5 ways to make online discussions work in your teaching

Have you ever tried to complement your teaching with an online discussion and found that the student engagement is sporadic or non-existent? If you have you may stand with many tutors who have given up on online discussions, but did you know:

  • Ensuring our students engage in discussions is a matter of inclusivity and equality. The main stream cohort of your students will engage in disciplinary discussions with each other outside of teaching time because they are in the same or similar social groups, but those on the periphery often do not get the opportunity to discuss disciplinary topics in the same way.
  • Discussions are a process where students receive immediate feedback – feedback from their tutor, feedback from their peers and self-reflective feedback as they prepare to contribute to the discourse and respond to the questions raised.
  • The depth and richness of your students’ learning is increased by topic-related discussions.

Online discussions do not replace face-to-face discussions, but they can supplement them and they have a number of advantages, including the ability for students to participate in them in their own time and wherever they are.

So how do we get online discussions to work?

1. Start using the discussion forum at the start of the module

Setting the expectation that your students will be engaging in online academic discussion early in the term helps them to continue the practice for the duration of the module.
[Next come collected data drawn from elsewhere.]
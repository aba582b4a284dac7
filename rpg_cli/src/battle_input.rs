//! Player choices during a battle, read from the terminal

use crate::prompt::Prompt;
use rpg_core::combat::{BattleInput, PlayerAction, TurnView};

pub struct TerminalInput<'p> {
    prompt: &'p mut Prompt,
}

impl<'p> TerminalInput<'p> {
    pub fn new(prompt: &'p mut Prompt) -> Self {
        TerminalInput { prompt }
    }
}

impl BattleInput for TerminalInput<'_> {
    fn choose_action(&mut self, view: &TurnView) -> PlayerAction {
        let foe = view.foe.enemy();
        println!();
        println!("--- Round {} ---", view.round);
        println!(
            "{}: {}/{} HP, {}/{} MP",
            view.player.name,
            view.player.hp,
            view.player.effective_max_hp(),
            view.player.mp,
            view.player.effective_max_mp()
        );
        println!("{}: {}/{} HP", foe.name, foe.hp, foe.max_hp);
        println!("1) Attack  2) Use Item  3) Defend  4) Flee");
        if view.can_cast() {
            println!("5) Cast Spell");
        }

        // A closed stdin keeps trying to run
        let Some(choice) = self.prompt.ask("Action:") else {
            return PlayerAction::Flee;
        };
        match choice.as_str() {
            "1" => PlayerAction::Attack,
            "2" => match self
                .prompt
                .choose("Use which item?", &view.consumables, |(_, item)| item.name.clone())
            {
                Some((id, _)) => PlayerAction::UseItem(id.to_string()),
                None => PlayerAction::Invalid(choice),
            },
            "3" => PlayerAction::Defend,
            "4" => PlayerAction::Flee,
            "5" if view.can_cast() => match self.prompt.choose("Cast which spell?", &view.spells, |(_, spell)| {
                format!("{} ({} MP)", spell.name, spell.mp_cost)
            }) {
                Some((id, _)) => PlayerAction::CastSpell(id.to_string()),
                None => PlayerAction::Invalid(choice),
            },
            _ => PlayerAction::Invalid(choice),
        }
    }
}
In this period it is useful to set out to your students how engagement in online discussions will help them learn the academic theories at a deeper level than they would otherwise.

It is harder to get students to participate in online academic discussions if you begin to use them midterm, because the students will think of them as optional and an unnecessary addition to their studies.

2. Reference the discussion regularly in face-to-face teaching

When you mention the discussions in your teaching the students begin to understand participation in the forum as being integral to their development in the module. In order to kick off a discussion it is useful to tell students, during teaching time, that you have set a question on the online forum and you expect them to respond. Once an online discussion has taken place, reference it in your teaching, and summarise the responses and the learning that the discussion has evidenced.

There are advantages when you post an academic question on the forum just before your teaching session. Many of the students will go to straight to their VLE site after the face-to-face session and will want to respond to the questions you’ve set immediately.

3. Pose open questions that do not have right or wrong answers

It’s important to ask the right questions to provoke reflective and critical discussion. Discussion is more likely to ensue if your questions are open and ask for the students’ experiences and their opinions. Questions that have right or wrong answers do not tend to provoke much discussion and can leave students who leave the wrong answer feeling exposed and demotivated.

4. Ask questions that are relevant to the student assessments

The focus of the students’ attention tends to be on what will be assessed. It is therefore important that the students understand that their participation in the discussion will align with learning that ultimately meets the assessment criteria.

The number and quality of the responses improve when the questions you ask clearly align to the assessment criteria, and you can be quite explicit how they do so when you introduce the discussion topic.

If the module is assessed by essay, the number and quality of the responses improve when the questions are generic enough that they will be useful to all students whatever their essay title, for example, focusing the questions on theories that can be applied to any essay in the topic area.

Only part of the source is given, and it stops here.